▶ [Task statement]: What lines in the material hold the string "actionName"? Copy out each of them.

▶ [Data for this exercise]:
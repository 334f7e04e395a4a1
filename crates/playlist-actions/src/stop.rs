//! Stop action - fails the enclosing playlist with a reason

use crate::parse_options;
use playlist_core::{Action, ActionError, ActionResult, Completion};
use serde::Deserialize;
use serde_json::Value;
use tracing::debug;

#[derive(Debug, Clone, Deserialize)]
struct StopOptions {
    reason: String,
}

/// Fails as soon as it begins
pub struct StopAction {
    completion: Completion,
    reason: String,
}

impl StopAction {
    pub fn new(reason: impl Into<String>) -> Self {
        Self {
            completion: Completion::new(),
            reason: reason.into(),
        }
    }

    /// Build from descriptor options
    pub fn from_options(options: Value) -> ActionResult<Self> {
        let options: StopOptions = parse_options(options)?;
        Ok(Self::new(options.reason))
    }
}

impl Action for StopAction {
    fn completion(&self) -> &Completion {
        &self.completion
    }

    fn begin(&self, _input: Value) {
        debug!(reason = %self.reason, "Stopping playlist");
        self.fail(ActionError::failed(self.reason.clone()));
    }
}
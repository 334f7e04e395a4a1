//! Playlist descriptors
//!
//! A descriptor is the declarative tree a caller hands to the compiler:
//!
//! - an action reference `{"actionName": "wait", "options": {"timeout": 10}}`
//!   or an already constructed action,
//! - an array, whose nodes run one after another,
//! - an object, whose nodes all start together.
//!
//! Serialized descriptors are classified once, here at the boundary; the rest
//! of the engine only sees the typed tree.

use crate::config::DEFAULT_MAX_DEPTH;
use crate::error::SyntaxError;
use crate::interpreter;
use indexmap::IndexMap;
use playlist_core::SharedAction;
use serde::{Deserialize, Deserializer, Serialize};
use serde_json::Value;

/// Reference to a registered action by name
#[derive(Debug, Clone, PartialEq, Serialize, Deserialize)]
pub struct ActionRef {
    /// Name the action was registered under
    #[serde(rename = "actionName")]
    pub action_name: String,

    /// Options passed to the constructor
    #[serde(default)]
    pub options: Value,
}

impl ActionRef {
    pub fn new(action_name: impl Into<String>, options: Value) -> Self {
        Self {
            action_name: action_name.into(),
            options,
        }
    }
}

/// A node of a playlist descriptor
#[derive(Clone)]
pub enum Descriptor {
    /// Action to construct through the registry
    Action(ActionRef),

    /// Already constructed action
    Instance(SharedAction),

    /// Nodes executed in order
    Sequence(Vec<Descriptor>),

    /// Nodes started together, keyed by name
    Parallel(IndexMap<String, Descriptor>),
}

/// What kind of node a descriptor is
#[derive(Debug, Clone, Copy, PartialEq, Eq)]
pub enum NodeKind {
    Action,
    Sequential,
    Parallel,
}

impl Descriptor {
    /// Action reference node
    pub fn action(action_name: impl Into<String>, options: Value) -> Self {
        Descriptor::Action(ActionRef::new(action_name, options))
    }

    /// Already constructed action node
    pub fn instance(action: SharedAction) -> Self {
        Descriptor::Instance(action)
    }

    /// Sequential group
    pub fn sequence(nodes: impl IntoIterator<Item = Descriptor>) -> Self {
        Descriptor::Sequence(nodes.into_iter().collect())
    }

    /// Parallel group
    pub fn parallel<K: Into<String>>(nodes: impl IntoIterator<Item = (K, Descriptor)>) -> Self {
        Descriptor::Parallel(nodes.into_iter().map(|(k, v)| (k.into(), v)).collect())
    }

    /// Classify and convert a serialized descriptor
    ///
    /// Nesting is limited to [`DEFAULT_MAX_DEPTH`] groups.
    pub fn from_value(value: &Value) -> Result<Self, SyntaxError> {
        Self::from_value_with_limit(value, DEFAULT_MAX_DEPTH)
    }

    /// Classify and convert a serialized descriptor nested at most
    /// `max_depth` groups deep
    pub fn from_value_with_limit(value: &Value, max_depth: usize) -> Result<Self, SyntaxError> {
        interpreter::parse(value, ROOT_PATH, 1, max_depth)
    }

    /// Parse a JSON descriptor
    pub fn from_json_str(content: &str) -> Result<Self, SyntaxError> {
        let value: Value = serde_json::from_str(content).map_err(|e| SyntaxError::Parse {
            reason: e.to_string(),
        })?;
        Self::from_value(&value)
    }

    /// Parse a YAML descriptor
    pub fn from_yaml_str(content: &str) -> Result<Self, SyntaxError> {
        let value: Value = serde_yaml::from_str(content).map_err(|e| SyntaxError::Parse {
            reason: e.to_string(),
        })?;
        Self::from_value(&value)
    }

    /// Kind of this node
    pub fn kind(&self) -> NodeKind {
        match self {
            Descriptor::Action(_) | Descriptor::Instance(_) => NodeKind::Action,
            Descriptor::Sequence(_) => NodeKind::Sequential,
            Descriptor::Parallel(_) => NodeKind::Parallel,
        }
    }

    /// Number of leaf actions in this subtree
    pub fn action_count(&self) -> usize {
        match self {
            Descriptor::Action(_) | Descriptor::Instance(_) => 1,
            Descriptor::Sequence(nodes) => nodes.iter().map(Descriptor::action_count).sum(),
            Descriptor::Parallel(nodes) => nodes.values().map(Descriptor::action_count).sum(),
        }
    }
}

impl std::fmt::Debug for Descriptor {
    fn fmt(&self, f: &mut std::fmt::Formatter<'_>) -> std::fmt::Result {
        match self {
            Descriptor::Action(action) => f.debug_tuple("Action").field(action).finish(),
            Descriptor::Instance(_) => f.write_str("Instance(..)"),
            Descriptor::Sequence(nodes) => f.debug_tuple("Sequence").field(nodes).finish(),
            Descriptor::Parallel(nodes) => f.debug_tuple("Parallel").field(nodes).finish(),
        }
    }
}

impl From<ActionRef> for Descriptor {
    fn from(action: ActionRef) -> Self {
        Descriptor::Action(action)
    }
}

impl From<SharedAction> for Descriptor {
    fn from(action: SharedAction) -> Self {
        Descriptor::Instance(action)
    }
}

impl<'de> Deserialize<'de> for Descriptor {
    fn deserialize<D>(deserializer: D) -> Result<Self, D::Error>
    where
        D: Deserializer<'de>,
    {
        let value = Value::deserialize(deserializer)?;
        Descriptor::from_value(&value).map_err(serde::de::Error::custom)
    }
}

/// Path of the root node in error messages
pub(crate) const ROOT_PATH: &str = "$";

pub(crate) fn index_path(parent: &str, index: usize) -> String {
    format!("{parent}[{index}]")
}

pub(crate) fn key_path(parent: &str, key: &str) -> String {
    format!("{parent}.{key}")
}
* * *
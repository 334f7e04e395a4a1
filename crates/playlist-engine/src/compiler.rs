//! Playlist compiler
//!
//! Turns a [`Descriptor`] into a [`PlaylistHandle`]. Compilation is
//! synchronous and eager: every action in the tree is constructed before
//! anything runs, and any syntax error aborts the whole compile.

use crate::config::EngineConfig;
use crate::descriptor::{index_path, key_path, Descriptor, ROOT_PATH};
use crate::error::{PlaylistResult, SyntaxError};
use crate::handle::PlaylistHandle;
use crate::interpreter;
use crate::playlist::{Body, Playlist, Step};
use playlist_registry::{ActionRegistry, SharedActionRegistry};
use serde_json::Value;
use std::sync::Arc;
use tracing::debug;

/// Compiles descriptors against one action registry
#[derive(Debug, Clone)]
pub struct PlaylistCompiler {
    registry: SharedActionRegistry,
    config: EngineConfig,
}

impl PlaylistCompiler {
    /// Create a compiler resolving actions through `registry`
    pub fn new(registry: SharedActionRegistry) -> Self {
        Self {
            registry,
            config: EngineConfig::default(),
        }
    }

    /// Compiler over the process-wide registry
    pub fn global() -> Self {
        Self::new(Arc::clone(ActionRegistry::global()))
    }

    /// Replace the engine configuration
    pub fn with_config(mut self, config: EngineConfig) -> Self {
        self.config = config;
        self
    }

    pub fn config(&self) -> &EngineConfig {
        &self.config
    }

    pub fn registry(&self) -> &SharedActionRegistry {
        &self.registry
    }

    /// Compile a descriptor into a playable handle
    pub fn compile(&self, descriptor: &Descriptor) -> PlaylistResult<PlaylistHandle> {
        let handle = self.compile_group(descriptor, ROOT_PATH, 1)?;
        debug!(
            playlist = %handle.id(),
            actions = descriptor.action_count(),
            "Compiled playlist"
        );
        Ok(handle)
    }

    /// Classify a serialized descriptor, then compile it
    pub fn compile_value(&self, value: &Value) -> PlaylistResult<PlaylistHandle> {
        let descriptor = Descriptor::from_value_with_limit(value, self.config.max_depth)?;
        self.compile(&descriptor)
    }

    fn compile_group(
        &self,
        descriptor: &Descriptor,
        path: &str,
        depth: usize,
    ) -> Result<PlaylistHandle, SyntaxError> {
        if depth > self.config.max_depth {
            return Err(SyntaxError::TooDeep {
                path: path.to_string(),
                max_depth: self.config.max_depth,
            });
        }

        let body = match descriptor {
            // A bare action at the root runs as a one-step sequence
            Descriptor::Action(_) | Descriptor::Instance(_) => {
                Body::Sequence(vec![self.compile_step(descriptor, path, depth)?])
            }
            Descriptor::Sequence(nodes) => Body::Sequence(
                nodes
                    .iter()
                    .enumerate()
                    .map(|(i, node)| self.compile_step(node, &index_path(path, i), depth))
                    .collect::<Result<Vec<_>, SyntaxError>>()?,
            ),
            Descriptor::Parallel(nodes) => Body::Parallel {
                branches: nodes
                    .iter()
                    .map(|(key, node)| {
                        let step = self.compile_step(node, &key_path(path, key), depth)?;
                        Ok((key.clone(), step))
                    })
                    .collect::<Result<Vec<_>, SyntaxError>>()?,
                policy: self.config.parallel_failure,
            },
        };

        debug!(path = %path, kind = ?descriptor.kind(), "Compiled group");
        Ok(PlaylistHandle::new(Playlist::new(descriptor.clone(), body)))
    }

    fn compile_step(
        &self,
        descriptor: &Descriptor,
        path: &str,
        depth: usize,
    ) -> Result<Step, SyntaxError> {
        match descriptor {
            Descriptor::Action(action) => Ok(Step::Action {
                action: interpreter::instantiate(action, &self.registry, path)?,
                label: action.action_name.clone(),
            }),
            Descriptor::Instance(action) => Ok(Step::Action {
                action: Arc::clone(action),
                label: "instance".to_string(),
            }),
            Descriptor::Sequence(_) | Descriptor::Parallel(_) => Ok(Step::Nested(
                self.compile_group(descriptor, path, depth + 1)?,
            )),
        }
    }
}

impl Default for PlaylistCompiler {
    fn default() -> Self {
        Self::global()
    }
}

▶ [Your response]:
//! - an action reference `{"actionName": "wait", "options": {"timeout": 10}}`
    #[serde(rename = "actionName")]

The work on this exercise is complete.